• WORK INSTRUCTION: One number is all that is asked for: the number of lines below that hold the string "configure".

━━━ RECORDED INFORMATION ━━━

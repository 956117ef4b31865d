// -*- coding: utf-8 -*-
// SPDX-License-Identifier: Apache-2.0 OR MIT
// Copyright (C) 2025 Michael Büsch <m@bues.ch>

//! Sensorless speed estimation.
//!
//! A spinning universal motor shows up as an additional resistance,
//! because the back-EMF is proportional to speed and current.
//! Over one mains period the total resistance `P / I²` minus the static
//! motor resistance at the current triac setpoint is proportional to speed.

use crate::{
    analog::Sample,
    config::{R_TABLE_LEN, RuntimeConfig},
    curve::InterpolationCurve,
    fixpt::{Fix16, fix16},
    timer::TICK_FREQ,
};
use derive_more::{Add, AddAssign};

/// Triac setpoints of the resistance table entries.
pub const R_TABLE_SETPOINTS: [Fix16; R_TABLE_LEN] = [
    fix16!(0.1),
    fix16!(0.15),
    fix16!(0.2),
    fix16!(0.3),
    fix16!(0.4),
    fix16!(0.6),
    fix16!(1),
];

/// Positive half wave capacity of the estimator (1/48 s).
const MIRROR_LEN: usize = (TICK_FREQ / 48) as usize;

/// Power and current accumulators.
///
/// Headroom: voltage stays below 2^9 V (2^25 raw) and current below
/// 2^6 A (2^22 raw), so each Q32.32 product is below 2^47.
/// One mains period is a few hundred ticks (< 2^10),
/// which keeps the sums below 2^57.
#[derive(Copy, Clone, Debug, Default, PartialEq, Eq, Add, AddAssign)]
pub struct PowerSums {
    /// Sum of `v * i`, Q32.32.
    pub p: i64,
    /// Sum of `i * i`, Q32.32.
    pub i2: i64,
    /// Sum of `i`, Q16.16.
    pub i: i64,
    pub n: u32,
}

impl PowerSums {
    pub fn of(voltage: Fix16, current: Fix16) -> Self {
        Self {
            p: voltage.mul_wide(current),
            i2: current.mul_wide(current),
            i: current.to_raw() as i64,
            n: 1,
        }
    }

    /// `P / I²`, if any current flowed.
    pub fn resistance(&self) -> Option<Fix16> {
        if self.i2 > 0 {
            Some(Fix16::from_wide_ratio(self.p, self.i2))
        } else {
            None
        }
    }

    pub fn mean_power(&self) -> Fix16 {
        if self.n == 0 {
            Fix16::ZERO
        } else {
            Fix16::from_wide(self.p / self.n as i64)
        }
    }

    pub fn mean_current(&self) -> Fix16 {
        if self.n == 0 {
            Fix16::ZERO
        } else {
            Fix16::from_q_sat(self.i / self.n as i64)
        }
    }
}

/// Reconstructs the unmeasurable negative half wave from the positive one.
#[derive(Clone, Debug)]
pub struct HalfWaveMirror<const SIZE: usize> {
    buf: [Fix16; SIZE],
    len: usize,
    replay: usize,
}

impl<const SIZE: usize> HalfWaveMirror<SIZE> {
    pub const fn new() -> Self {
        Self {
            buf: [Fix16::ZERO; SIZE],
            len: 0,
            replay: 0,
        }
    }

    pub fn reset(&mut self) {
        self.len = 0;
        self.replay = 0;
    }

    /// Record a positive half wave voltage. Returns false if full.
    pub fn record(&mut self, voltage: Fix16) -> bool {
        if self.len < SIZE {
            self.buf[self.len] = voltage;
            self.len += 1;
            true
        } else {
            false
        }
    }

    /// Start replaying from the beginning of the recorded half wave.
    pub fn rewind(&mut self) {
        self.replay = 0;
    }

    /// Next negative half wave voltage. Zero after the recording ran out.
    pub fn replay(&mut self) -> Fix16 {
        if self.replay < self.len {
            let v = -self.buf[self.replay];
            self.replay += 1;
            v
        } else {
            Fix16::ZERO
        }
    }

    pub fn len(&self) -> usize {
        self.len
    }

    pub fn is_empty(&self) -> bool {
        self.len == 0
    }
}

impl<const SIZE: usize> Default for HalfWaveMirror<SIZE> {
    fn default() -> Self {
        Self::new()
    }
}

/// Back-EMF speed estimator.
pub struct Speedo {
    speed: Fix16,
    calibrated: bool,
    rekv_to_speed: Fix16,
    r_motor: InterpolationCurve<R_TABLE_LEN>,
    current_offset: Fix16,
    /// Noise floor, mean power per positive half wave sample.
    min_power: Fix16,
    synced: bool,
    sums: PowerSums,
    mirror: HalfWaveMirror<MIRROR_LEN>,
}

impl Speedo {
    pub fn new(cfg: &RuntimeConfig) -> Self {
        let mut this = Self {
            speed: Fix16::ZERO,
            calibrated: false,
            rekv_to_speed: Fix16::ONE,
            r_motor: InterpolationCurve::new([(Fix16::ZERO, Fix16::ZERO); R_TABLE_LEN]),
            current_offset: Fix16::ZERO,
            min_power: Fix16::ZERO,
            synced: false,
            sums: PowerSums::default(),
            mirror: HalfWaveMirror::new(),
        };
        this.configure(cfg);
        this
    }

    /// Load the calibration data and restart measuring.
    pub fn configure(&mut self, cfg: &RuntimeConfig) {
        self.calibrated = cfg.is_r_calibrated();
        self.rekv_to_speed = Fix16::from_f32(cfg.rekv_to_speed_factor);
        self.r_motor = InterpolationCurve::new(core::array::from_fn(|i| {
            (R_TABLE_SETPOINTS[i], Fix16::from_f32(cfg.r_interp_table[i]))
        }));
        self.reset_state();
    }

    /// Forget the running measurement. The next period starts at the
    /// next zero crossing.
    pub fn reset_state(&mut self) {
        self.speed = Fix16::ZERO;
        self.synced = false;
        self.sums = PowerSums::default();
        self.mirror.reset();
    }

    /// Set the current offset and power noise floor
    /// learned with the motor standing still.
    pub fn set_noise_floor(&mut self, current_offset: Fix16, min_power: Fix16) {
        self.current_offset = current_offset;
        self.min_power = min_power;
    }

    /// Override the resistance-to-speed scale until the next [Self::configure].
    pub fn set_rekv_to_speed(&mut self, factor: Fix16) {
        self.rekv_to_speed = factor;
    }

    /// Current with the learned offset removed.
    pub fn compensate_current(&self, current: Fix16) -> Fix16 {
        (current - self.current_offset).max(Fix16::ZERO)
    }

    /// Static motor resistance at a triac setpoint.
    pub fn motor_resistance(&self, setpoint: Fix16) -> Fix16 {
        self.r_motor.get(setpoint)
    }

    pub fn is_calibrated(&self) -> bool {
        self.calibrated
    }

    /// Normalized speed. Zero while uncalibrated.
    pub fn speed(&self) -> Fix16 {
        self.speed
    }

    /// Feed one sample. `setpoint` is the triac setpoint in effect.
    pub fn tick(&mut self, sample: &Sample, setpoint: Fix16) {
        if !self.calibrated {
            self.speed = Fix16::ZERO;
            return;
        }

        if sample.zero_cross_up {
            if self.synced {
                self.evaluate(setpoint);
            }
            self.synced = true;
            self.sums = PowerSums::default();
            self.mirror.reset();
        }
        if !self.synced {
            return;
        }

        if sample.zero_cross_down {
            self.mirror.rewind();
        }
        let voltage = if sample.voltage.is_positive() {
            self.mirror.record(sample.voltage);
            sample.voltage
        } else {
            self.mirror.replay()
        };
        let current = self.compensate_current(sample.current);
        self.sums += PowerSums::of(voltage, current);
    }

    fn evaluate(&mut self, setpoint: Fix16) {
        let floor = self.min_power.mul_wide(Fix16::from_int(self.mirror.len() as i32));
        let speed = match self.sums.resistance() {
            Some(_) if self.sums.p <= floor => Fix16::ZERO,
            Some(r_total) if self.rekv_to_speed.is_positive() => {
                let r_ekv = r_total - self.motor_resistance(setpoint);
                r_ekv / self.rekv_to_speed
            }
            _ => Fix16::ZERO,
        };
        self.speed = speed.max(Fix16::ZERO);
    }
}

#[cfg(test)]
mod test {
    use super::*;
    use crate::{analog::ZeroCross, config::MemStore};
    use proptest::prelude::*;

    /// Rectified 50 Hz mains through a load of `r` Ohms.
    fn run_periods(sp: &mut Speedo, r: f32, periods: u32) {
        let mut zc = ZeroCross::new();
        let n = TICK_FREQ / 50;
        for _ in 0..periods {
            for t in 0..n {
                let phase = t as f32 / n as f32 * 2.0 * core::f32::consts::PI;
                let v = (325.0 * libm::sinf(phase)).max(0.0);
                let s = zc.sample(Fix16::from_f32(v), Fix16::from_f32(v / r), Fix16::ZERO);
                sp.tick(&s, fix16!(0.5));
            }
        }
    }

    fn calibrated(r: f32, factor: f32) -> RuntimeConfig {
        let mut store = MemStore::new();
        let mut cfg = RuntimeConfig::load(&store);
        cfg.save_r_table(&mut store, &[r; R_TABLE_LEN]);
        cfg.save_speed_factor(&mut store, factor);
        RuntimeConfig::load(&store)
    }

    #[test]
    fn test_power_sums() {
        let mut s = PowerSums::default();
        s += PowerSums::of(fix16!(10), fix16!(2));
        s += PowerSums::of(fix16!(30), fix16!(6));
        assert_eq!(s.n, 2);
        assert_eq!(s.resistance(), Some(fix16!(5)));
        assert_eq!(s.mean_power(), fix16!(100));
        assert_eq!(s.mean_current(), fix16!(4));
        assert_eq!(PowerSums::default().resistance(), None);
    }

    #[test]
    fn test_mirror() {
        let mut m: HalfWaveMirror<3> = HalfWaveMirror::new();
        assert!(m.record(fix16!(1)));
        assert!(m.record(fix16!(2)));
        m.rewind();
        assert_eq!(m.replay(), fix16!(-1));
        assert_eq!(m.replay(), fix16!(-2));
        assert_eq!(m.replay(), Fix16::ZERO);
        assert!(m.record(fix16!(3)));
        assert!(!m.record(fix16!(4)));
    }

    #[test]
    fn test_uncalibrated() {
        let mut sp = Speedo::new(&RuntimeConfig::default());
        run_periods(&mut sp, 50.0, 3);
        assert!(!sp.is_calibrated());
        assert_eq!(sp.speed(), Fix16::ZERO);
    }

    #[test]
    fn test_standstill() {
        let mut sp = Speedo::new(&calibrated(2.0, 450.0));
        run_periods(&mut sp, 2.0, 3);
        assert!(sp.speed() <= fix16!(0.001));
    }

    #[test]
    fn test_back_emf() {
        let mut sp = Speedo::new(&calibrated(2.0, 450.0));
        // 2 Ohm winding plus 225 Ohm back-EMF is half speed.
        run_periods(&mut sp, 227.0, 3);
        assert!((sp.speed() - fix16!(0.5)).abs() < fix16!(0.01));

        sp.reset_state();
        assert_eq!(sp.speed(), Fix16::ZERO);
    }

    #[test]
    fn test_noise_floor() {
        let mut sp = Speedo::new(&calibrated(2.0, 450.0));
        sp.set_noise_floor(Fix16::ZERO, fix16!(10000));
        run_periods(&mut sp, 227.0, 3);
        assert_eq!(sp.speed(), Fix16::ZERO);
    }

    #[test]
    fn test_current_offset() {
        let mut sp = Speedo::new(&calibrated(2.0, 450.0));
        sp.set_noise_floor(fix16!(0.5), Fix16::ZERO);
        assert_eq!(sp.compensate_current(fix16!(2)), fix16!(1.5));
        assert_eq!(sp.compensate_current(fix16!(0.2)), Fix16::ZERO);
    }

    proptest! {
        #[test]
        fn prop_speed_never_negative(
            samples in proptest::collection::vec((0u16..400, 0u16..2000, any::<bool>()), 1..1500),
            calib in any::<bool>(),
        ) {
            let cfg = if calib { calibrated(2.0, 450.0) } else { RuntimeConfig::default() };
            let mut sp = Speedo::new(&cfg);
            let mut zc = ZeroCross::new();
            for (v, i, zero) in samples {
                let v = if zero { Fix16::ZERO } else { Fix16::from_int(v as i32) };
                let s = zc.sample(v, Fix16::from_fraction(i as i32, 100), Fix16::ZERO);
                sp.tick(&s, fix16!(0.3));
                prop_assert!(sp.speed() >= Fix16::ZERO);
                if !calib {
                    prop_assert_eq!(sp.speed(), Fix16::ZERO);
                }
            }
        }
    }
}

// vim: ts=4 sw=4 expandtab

━━━

• THE ANSWER: 3